When you reply, transcribe every line of the data below exactly.
━━━ Input material
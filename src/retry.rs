//! Retry Scheduler - bounded retries with exponential backoff.
//!
//! Called by the processor whenever a handler fails. With `n` being the
//! event's current `retry_count`:
//!
//! ```text
//! n < max_retries   retry_count = n + 1
//!                   delay = base_delay × multiplier^n   (clamped to max_delay)
//!                   after delay: EventRouter::reroute(event)
//!
//! n >= max_retries  failed_at = now, failure_reason = error message
//!                   push to the dead-letter list (never expires)
//! ```
//!
//! Delays and store writes run on their own tracked tasks, so the consumer
//! loop that saw the failure keeps draining its queue while the event waits.
//! A write that hits a store outage is attempted again every
//! `processor.error_backoff_ms` until it lands. Counters move only once it
//! has. An event still held when shutdown abandons pending work is counted
//! as dropped and announced with `event:dropped`.

use crate::config::RetryConfig;
use crate::event::Event;
use crate::handlers::HandlerError;
use crate::metrics::MetricsRegistry;
use crate::notify::{Bus, Notification};
use crate::router::{EventRouter, RouteError};
use crate::store::QueueStore;
use chrono::Utc;
use std::sync::Arc;
use std::time::Duration;
use tokio_util::sync::CancellationToken;
use tokio_util::task::TaskTracker;
use tracing::{debug, error, info, warn};

/// Retry budget and backoff curve.
#[derive(Debug, Clone, Copy, PartialEq)]
pub struct RetryPolicy {
    pub max_retries: u32,
    /// Delay before the first retry.
    pub base_delay: Duration,
    /// Growth factor per failed attempt (`>= 1.0` for non-decreasing delays).
    pub multiplier: f64,
    pub max_delay: Duration,
}

impl Default for RetryPolicy {
    fn default() -> Self {
        Self::from(&RetryConfig::default())
    }
}

impl From<&RetryConfig> for RetryPolicy {
    fn from(config: &RetryConfig) -> Self {
        Self {
            max_retries: config.max_retries,
            base_delay: Duration::from_millis(config.base_delay_ms),
            multiplier: config.backoff_multiplier,
            max_delay: Duration::from_millis(config.max_delay_ms),
        }
    }
}

impl RetryPolicy {
    pub fn should_retry(&self, retry_count: u32) -> bool {
        retry_count < self.max_retries
    }

    /// Delay before re-routing an event that has already been retried
    /// `retry_count` times. The first retry (`retry_count = 0`) waits exactly
    /// `base_delay`.
    pub fn delay_for(&self, retry_count: u32) -> Duration {
        let exponent = retry_count.min(i32::MAX as u32) as i32;
        let secs = self.base_delay.as_secs_f64() * self.multiplier.powi(exponent);

        if !secs.is_finite() || secs < 0.0 || secs > self.max_delay.as_secs_f64() {
            self.max_delay
        } else {
            Duration::from_secs_f64(secs)
        }
    }
}

/// What the scheduler decided for one failed attempt.
#[derive(Debug, Clone, Copy, PartialEq, Eq)]
pub enum RetryDecision {
    /// Re-routed after `delay`; `attempt` is the new `retry_count`.
    Retry { attempt: u32, delay: Duration },
    /// Handed to the dead-letter writer.
    DeadLettered,
}

/// Where a consumed event is headed next.
#[derive(Debug, Clone, Copy, PartialEq, Eq)]
enum Target {
    Queue,
    DeadLetter,
}

impl Target {
    fn as_str(&self) -> &'static str {
        match self {
            Target::Queue => "queue",
            Target::DeadLetter => "deadletter",
        }
    }
}

enum PushFailure {
    /// The store could not be reached; the push is attempted again.
    Unavailable(String),
    /// The event itself cannot be written.
    Rejected(String),
}

/// Holds consumed events until they are back in the store.
struct Delivery {
    router: Arc<EventRouter>,
    store: Arc<dyn QueueStore>,
    metrics: Arc<MetricsRegistry>,
    bus: Bus,
    store_backoff: Duration,
    abandon: CancellationToken,
}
━━━━━━
- Response area
filename src/retry.rs
//! Retry Scheduler - bounded retries with exponential backoff.
//!
//! Called by the processor whenever a handler fails. With `n` being the
//! event's current `retry_count`:
//!
//! ```text
//! n < max_retries   retry_count = n + 1
//!                   delay = base_delay × multiplier^n   (clamped to max_delay)
//!                   after delay: EventRouter::reroute(event)
//!
//! n >= max_retries  failed_at = now, failure_reason = error message
//!                   push to the dead-letter list (never expires)
//! ```
//!
//! Delays and store writes run on their own tracked tasks, so the consumer
//! loop that saw the failure keeps draining its queue while the event waits.
//! A write that hits a store outage is attempted again every
//! `processor.error_backoff_ms` until it lands. Counters move only once it
//! has. An event still held when shutdown abandons pending work is counted
//! as dropped and announced with `event:dropped`.

use crate::config::RetryConfig;
use crate::event::Event;
use crate::handlers::HandlerError;
use crate::metrics::MetricsRegistry;
use crate::notify::{Bus, Notification};
use crate::router::{EventRouter, RouteError};
use crate::store::QueueStore;
use chrono::Utc;
use std::sync::Arc;
use std::time::Duration;
use tokio_util::sync::CancellationToken;
use tokio_util::task::TaskTracker;
use tracing::{debug, error, info, warn};

/// Retry budget and backoff curve.
#[derive(Debug, Clone, Copy, PartialEq)]
pub struct RetryPolicy {
    pub max_retries: u32,
    /// Delay before the first retry.
    pub base_delay: Duration,
    /// Growth factor per failed attempt (`>= 1.0` for non-decreasing delays).
    pub multiplier: f64,
    pub max_delay: Duration,
}

impl Default for RetryPolicy {
    fn default() -> Self {
        Self::from(&RetryConfig::default())
    }
}

impl From<&RetryConfig> for RetryPolicy {
    fn from(config: &RetryConfig) -> Self {
        Self {
            max_retries: config.max_retries,
            base_delay: Duration::from_millis(config.base_delay_ms),
            multiplier: config.backoff_multiplier,
            max_delay: Duration::from_millis(config.max_delay_ms),
        }
    }
}

impl RetryPolicy {
    pub fn should_retry(&self, retry_count: u32) -> bool {
        retry_count < self.max_retries
    }

    /// Delay before re-routing an event that has already been retried
    /// `retry_count` times. The first retry (`retry_count = 0`) waits exactly
    /// `base_delay`.
    pub fn delay_for(&self, retry_count: u32) -> Duration {
        let exponent = retry_count.min(i32::MAX as u32) as i32;
        let secs = self.base_delay.as_secs_f64() * self.multiplier.powi(exponent);

        if !secs.is_finite() || secs < 0.0 || secs > self.max_delay.as_secs_f64() {
            self.max_delay
        } else {
            Duration::from_secs_f64(secs)
        }
    }
}

/// What the scheduler decided for one failed attempt.
#[derive(Debug, Clone, Copy, PartialEq, Eq)]
pub enum RetryDecision {
    /// Re-routed after `delay`; `attempt` is the new `retry_count`.
    Retry { attempt: u32, delay: Duration },
    /// Handed to the dead-letter writer.
    DeadLettered,
}

/// Where a consumed event is headed next.
#[derive(Debug, Clone, Copy, PartialEq, Eq)]
enum Target {
    Queue,
    DeadLetter,
}

impl Target {
    fn as_str(&self) -> &'static str {
        match self {
            Target::Queue => "queue",
            Target::DeadLetter => "deadletter",
        }
    }
}

enum PushFailure {
    /// The store could not be reached; the push is attempted again.
    Unavailable(String),
    /// The event itself cannot be written.
    Rejected(String),
}

/// Holds consumed events until they are back in the store.
struct Delivery {
    router: Arc<EventRouter>,
    store: Arc<dyn QueueStore>,
    metrics: Arc<MetricsRegistry>,
    bus: Bus,
    store_backoff: Duration,
    abandon: CancellationToken,
}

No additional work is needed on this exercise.